This is a story that for us will never become boring. It does however seem like we are stuck in our own little micro-adventure routine:
- Find somewhere beautiful and remote.
- Cook some food.
- Go snorkeling.
- Watch the sun go down.
- Watch the stars.
- Go to sleep (or try to).
- Wake up & have breakfast.
- Swim or snorkel again.
- Collect litter.
- Go home.
Maybe we should apologise to you for these posts being too predictable, but the fact is there is no feeling quite like lying in a sleeping bag at night, within splashing distance of the sea, drifting in and out of sleep, sandwiched and exposed between the earth and the stars. As we lie here though, on the cusp of the autumnal equinox, we realise that there won’t be many more nights this year when the weather, and our inclination, will allow us to sleep somewhere quite so exposed to the elements. It won’t be long from now before the serene turquoise sea, which laps gently against the rocks at our feet, will become ferocious and un-welcoming as it transforms into a chaotic whirling cauldron, antagonised by the procession of Atlantic storms that will soon herald the approach of winter.

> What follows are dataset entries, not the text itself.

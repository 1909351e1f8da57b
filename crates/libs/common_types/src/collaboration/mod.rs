pub mod bucket;
pub mod cancellation;
pub mod error;
pub mod negotiation;
pub mod opening;
pub mod record;
pub mod role;
pub mod status;

pub use bucket::{BucketedCollaborations, PartitionTable, StatusBucket, partition_collaborations};
pub use cancellation::{CancellationDraft, CancellationError, CancellationTicket};
pub use error::TransitionError;
pub use negotiation::Action;
pub use opening::{OpeningRequest, Participant, opening_status};
pub use record::{Collaboration, Offer, PaymentStatus, WorkStatus};
pub use role::{ActorRole, CollaborationKind, Side};
pub use status::CollaborationStatus;
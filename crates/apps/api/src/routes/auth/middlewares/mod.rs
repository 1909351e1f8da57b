pub mod common;
pub mod require_role;
pub mod user;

For today though, the weather is calm and any thoughts of winter are beyond our worries. We have come to a spot that is one of my favorite places in Guernsey, possibly one of my favorite places in the entire world. A tiny harbour, a safe-haven for a single solitary fishing boat, at the bottom of a cliff, almost as far as we can go from home without leaving this island. We headed out after work, with a couple of hours left before the sun would be setting, on a 45 minute cycle ride to the south coast. The granite mooring platforms where we decided to spend the night are at the end of a small winding lane, then 5 minutes walk along a dusty track to where we would leave our bikes, and another few minutes down some steep steps. Surrounded by cliffs and deep gullies; this is somewhere that I love to come to swim or snorkel during summer, especially in the middle of the day before the sun disappears behind the rocky outcrop that creates a wall to the west and provides shelter from the prevailing breeze.
By the time we had gathered twigs for the stove and cooked our (almost) pad thai (recipe to follow), the light was starting to fade and the plans that we had for an evening swim were becoming increasingly unappealing. Instead, we sat on the rocks and played music while watching the beautiful display of bioluminescence that made each wave sparkle and dance; illuminating with glowing green flecks, for small moments in time, tiny patches of the inky-black depths. On a few evenings over the past month we have been taking part in our end-of-summer ritual of swimming late, on nights when there is no moon in the sky, within this mesmerising lightshow. There aren’t any words that can easily describe how magical this experience can be, and while it is beyond our skills to capture it on camera (despite many, many hours of trying!) I can only recommend that you give it a go yourself if ever you get the opportunity – the fear of what might be lurking in water that is blacker than the night itself is quickly forgotten once you become immersed by this captivating natural spectacle.
Our plan for the night was to sleep inside bivvy bags, however Lucy didn’t have one, and the second-hand one that she had ordered online hadn’t arrived in time (it was waiting on our doorstop when we got home the next day). As well as helping to protect you from the elements, if you have the right type of bivvy bag, you can zip yourself inside and it will also help to defend you from creepy-crawlies, rats, and other nocturnal beasts that your mind tries to convince you are going to crawl in and devour you while you sleep. As these things don’t bother me too much, Lucy borrowed mine and I slept in just my sleeping bag.
Lying there, looking at the sky, we had a spectacular view, even more so than usual, with a display of meteors that seemed to be trying its hardest to rival the planktonic bioluminescence whose spell we had been under for most of the evening. Before long though we had both disappeared inside the cocoon of our bags and were ready to fall asleep.
I awoke in the night to the rumbling and booming of waves rolling into the entrances of caves across the water from us. As I opened my eyes I was just able to make out a hazy veil of mist surrounding the tops of the tall cliffs. Before long this had expanded to fill the entire sky; obscuring the stars and turning to drizzle. I was slightly regretting giving away my bivvy bag as my sleeping bag became covered in dampness and I prepared for a cold and soggy dawn. This turned out to be a good test for my sleeping bag however, and one that it coped with well, when I woke up again a few hours later I was still warm and dry.
As always, Lucy was up first and by the time I surfaced the stove was alight and breakfast was ready. The sky was grey but the drizzle had almost stopped. We ventured out for the snorkeling that we had passed-up on last night and then headed back up the steps to our bicycles, along the dusty path, and, reluctantly, back to civilization.